PhD Abstract
Dynamic Composition of Services: Application to the Design and Development of Information Systems in a Distributed Environment
The service oriented computing paradigm plays an increasingly important role in structuring complex systems. Application design and development approaches are witnessing a shift from traditional models towards a more dynamic service oriented model promoting reuse and adaptability. In this thesis, we study an approach for application design and development based on services’ composition. We propose DyCoSe, an environment for sharing services. It consists of an enterprise ecosystem wherein members, organized in communities, share a global agreement describing traditional business functionalities and common non-functional properties.

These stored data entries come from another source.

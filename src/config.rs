//! Configuration management for the HKEX pipeline.
//!
//! Settings are resolved from defaults, then environment variables (a `.env`
//! file is loaded by the binary before this runs), then CLI overrides.

use std::fs;
use std::path::{Path, PathBuf};
use std::str::FromStr;

use serde::{Deserialize, Serialize};

/// Default data directory, relative to the working directory.
pub const DEFAULT_DATA_DIR: &str = "data";

/// Default SQLite database filename inside the data directory.
pub const DEFAULT_DATABASE_FILENAME: &str = "hongkong.db";

/// Default directory holding the `.sql` scripts used by loaders and exports.
pub const DEFAULT_SQL_DIR: &str = "models/db_init";

/// Default number of parallel download workers.
pub const DEFAULT_MAX_WORKERS: usize = 8;

/// Upper bound on parallel download workers.
pub const MAX_WORKERS_LIMIT: usize = 10;

/// Output format for query exports.
#[derive(Debug, Clone, Copy, Default, PartialEq, Eq, Serialize, Deserialize, clap::ValueEnum)]
#[serde(rename_all = "lowercase")]
pub enum OutputFormat {
    #[default]
    Csv,
    Xlsx,
    Txt,
}

impl OutputFormat {
    pub fn extension(&self) -> &'static str {
        match self {
            OutputFormat::Csv => "csv",
            OutputFormat::Xlsx => "xlsx",
            OutputFormat::Txt => "txt",
        }
    }
}

impl FromStr for OutputFormat {
    type Err = String;

    fn from_str(s: &str) -> Result<Self, Self::Err> {
        match s.trim().to_ascii_lowercase().as_str() {
            "csv" => Ok(OutputFormat::Csv),
            "xlsx" => Ok(OutputFormat::Xlsx),
            "txt" => Ok(OutputFormat::Txt),
            other => Err(format!(
                "Unsupported output format '{}'. Use csv, xlsx or txt",
                other
            )),
        }
    }
}

/// WRDS credential pair.
#[derive(Debug, Clone, PartialEq, Eq)]
pub struct WrdsCredentials {
    pub user: String,
    pub password: String,
}

/// Application settings.
#[derive(Debug, Clone)]
pub struct Settings {
    /// Base data directory.
    pub data_dir: PathBuf,
    /// SQLite database path.
    pub database_path: PathBuf,
    /// Directory holding SQL scripts.
    pub sql_dir: PathBuf,
    /// Default export format.
    pub output_format: OutputFormat,
    /// Parallel download workers (1..=10).
    pub max_workers: usize,
    /// User agent for HTTP requests.
    pub user_agent: String,
    /// Request timeout in seconds.
    pub request_timeout: u64,
    /// Delay between requests in milliseconds.
    pub request_delay_ms: u64,
    /// Session cookie forwarded to the HKEXnews search APIs.
    pub cookie: Option<String>,
    /// WRDS credentials, when both halves are configured.
    pub wrds: Option<WrdsCredentials>,
}

impl Default for Settings {
    fn default() -> Self {
        Self::with_data_dir(PathBuf::from(DEFAULT_DATA_DIR))
    }
}

impl Settings {
    /// Create settings with a custom data directory.
    pub fn with_data_dir(data_dir: PathBuf) -> Self {
        Self {
            database_path: data_dir.join(DEFAULT_DATABASE_FILENAME),
            data_dir,
            sql_dir: PathBuf::from(DEFAULT_SQL_DIR),
            output_format: OutputFormat::Csv,
            max_workers: DEFAULT_MAX_WORKERS,
            user_agent: "Mozilla/5.0 (X11; Linux x86_64) hkex-etl/0.4 (academic research)"
                .to_string(),
            request_timeout: 30,
            request_delay_ms: 0,
            cookie: None,
            wrds: None,
        }
    }

    /// Raw downloads (`data/raw`).
    pub fn raw_dir(&self) -> PathBuf {
        self.data_dir.join("raw")
    }

    pub fn auditor_pdf_dir(&self) -> PathBuf {
        self.raw_dir().join("auditor_pdfs")
    }

    pub fn press_dir(&self) -> PathBuf {
        self.raw_dir().join("press")
    }

    pub fn auditor_text_dir(&self) -> PathBuf {
        self.raw_dir().join("auditor_reports_txt")
    }

    pub fn auditor_sliced_dir(&self) -> PathBuf {
        self.raw_dir().join("auditor_reports_sliced")
    }

    pub fn normalized_dir(&self) -> PathBuf {
        self.data_dir.join("normalized")
    }

    pub fn bronze_dir(&self) -> PathBuf {
        self.data_dir.join("bronze")
    }

    pub fn silver_dir(&self) -> PathBuf {
        self.data_dir.join("silver")
    }

    pub fn processed_dir(&self) -> PathBuf {
        self.data_dir.join("processed")
    }

    pub fn lists_dir(&self) -> PathBuf {
        self.data_dir.join("lists")
    }

    /// Path of a SQL script inside the configured SQL directory.
    pub fn sql_file(&self, name: &str) -> PathBuf {
        self.sql_dir.join(name)
    }

    /// Ensure all data directories exist.
    pub fn ensure_directories(&self) -> std::io::Result<()> {
        let dirs = [
            self.data_dir.clone(),
            self.raw_dir(),
            self.auditor_pdf_dir(),
            self.press_dir(),
            self.auditor_text_dir(),
            self.auditor_sliced_dir(),
            self.normalized_dir(),
            self.bronze_dir(),
            self.silver_dir(),
            self.processed_dir(),
            self.lists_dir(),
        ];
        for dir in &dirs {
            fs::create_dir_all(dir).map_err(|e| {
                std::io::Error::new(
                    e.kind(),
                    format!("Failed to create directory '{}': {}", dir.display(), e),
                )
            })?;
        }
        if let Some(parent) = self.database_path.parent() {
            if !parent.as_os_str().is_empty() {
                fs::create_dir_all(parent)?;
            }
        }
        Ok(())
    }
}

/// CLI-level overrides applied on top of environment settings.
#[derive(Debug, Default, Clone)]
pub struct LoadOptions {
    pub data_dir: Option<PathBuf>,
    pub database_path: Option<PathBuf>,
    pub sql_dir: Option<PathBuf>,
    pub workers: Option<usize>,
}

/// Clamp a worker count into the supported range.
pub fn clamp_workers(workers: usize) -> usize {
    workers.clamp(1, MAX_WORKERS_LIMIT)
}

fn env_var(name: &str) -> Option<String> {
    std::env::var(name).ok().filter(|s| !s.trim().is_empty())
}

fn env_parse<T: FromStr>(name: &str) -> Option<T> {
    let raw = env_var(name)?;
    match raw.trim().parse() {
        Ok(v) => Some(v),
        Err(_) => {
            tracing::warn!("Ignoring invalid value for {}: {}", name, raw);
            None
        }
    }
}

/// Load settings from the environment, then apply CLI overrides.
pub fn load_settings(options: &LoadOptions) -> Settings {
    let data_dir = options
        .data_dir
        .clone()
        .or_else(|| env_var("HKEX_DATA_DIR").map(PathBuf::from))
        .unwrap_or_else(|| PathBuf::from(DEFAULT_DATA_DIR));

    let mut settings = Settings::with_data_dir(data_dir);

    if let Some(db) = options
        .database_path
        .clone()
        .or_else(|| env_var("DB_PATH").map(PathBuf::from))
    {
        tracing::debug!("Using database path {}", db.display());
        settings.database_path = db;
    }

    if let Some(sql_dir) = options
        .sql_dir
        .clone()
        .or_else(|| env_var("HKEX_SQL_DIR").map(PathBuf::from))
    {
        settings.sql_dir = sql_dir;
    }

    if let Some(raw) = env_var("OUTPUT_FORMAT") {
        match raw.parse::<OutputFormat>() {
            Ok(format) => settings.output_format = format,
            Err(e) => tracing::warn!("{}; falling back to csv", e),
        }
    }

    if let Some(workers) = options
        .workers
        .or_else(|| env_parse::<usize>("HKEX_MAX_WORKERS"))
    {
        settings.max_workers = clamp_workers(workers);
    }

    if let Some(timeout) = env_parse::<u64>("HKEX_REQUEST_TIMEOUT") {
        settings.request_timeout = timeout;
    }
    if let Some(delay) = env_parse::<u64>("HKEX_REQUEST_DELAY_MS") {
        settings.request_delay_ms = delay;
    }

    settings.cookie = env_var("HKEX_COOKIE");

    settings.wrds = match (env_var("WRDS_USER"), env_var("WRDS_PASS")) {
        (Some(user), Some(password)) => Some(WrdsCredentials { user, password }),
        _ => None,
    };

    settings
}

/// Resolve a user-supplied path relative to the data directory when it is not
/// absolute and does not exist relative to the working directory.
pub fn resolve_in_data_dir(settings: &Settings, path: &Path) -> PathBuf {
    if path.is_absolute() || path.exists() {
        path.to_path_buf()
    } else {
        settings.data_dir.join(path)
    }
}
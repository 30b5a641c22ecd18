//! HTTP response wrappers.

use std::collections::HashMap;

use reqwest::{Response, StatusCode};

/// HTTP response wrapper.
pub struct HttpResponse {
    pub status: StatusCode,
    pub headers: HashMap<String, String>,
    pub(crate) response: Response,
}

impl HttpResponse {
    /// Check if the response is 304 Not Modified.
    pub fn is_not_modified(&self) -> bool {
        self.status == StatusCode::NOT_MODIFIED
    }

    pub fn is_success(&self) -> bool {
        self.status.is_success()
    }

    /// Get the ETag header.
    pub fn etag(&self) -> Option<&str> {
        self.headers.get("etag").map(|s| s.as_str())
    }

    /// Get the Last-Modified header.
    pub fn last_modified(&self) -> Option<&str> {
        self.headers.get("last-modified").map(|s| s.as_str())
    }

    /// Get response body as bytes.
    pub async fn bytes(self) -> Result<Vec<u8>, reqwest::Error> {
        self.response.bytes().await.map(|b| b.to_vec())
    }

    /// Get response body as text.
    pub async fn text(self) -> Result<String, reqwest::Error> {
        self.response.text().await
    }
}

/// HEAD response wrapper (no body, just headers).
pub struct HeadResponse {
    pub status: StatusCode,
    pub headers: HashMap<String, String>,
}

impl HeadResponse {
    pub fn is_success(&self) -> bool {
        self.status.is_success()
    }
}

/// Collect response headers with lowercase names.
pub(crate) fn collect_headers(response: &Response) -> HashMap<String, String> {
    response
        .headers()
        .iter()
        .filter_map(|(name, value)| value.to_str().ok().map(|v| (name.to_string(), v.to_string())))
        .collect()
}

DyCoSe relies on a three level architecture for service based application composition combining both, a top down and a bottom up composition approach. The top down part describes an application using high-level components and refines it to an orchestration of services. The bottom up part projects network characteristics to the services’ level. An instantiation process aiming at realizing an application is described. It formalizes services’ selection as a cost optimization problem considering a set of user given constraints. Two solutions of the instantiation problem are proposed. A global solution considers all the available services in an ecosystem. A local solution gives priority to services of selected communities. A genetic algorithm implements the global instantiation. A stochastic simulation of DyCoSe is proposed. It allows studying the instantiation success rate and the application execution success rate both in a dynamic environment wherein services availability is not guaranteed.
Keywords: Service oriented computing - Service composition - Service non-functional properties - Business process optimization - Instantiation - Service-based applications - Composite applications - Peer-to-peer.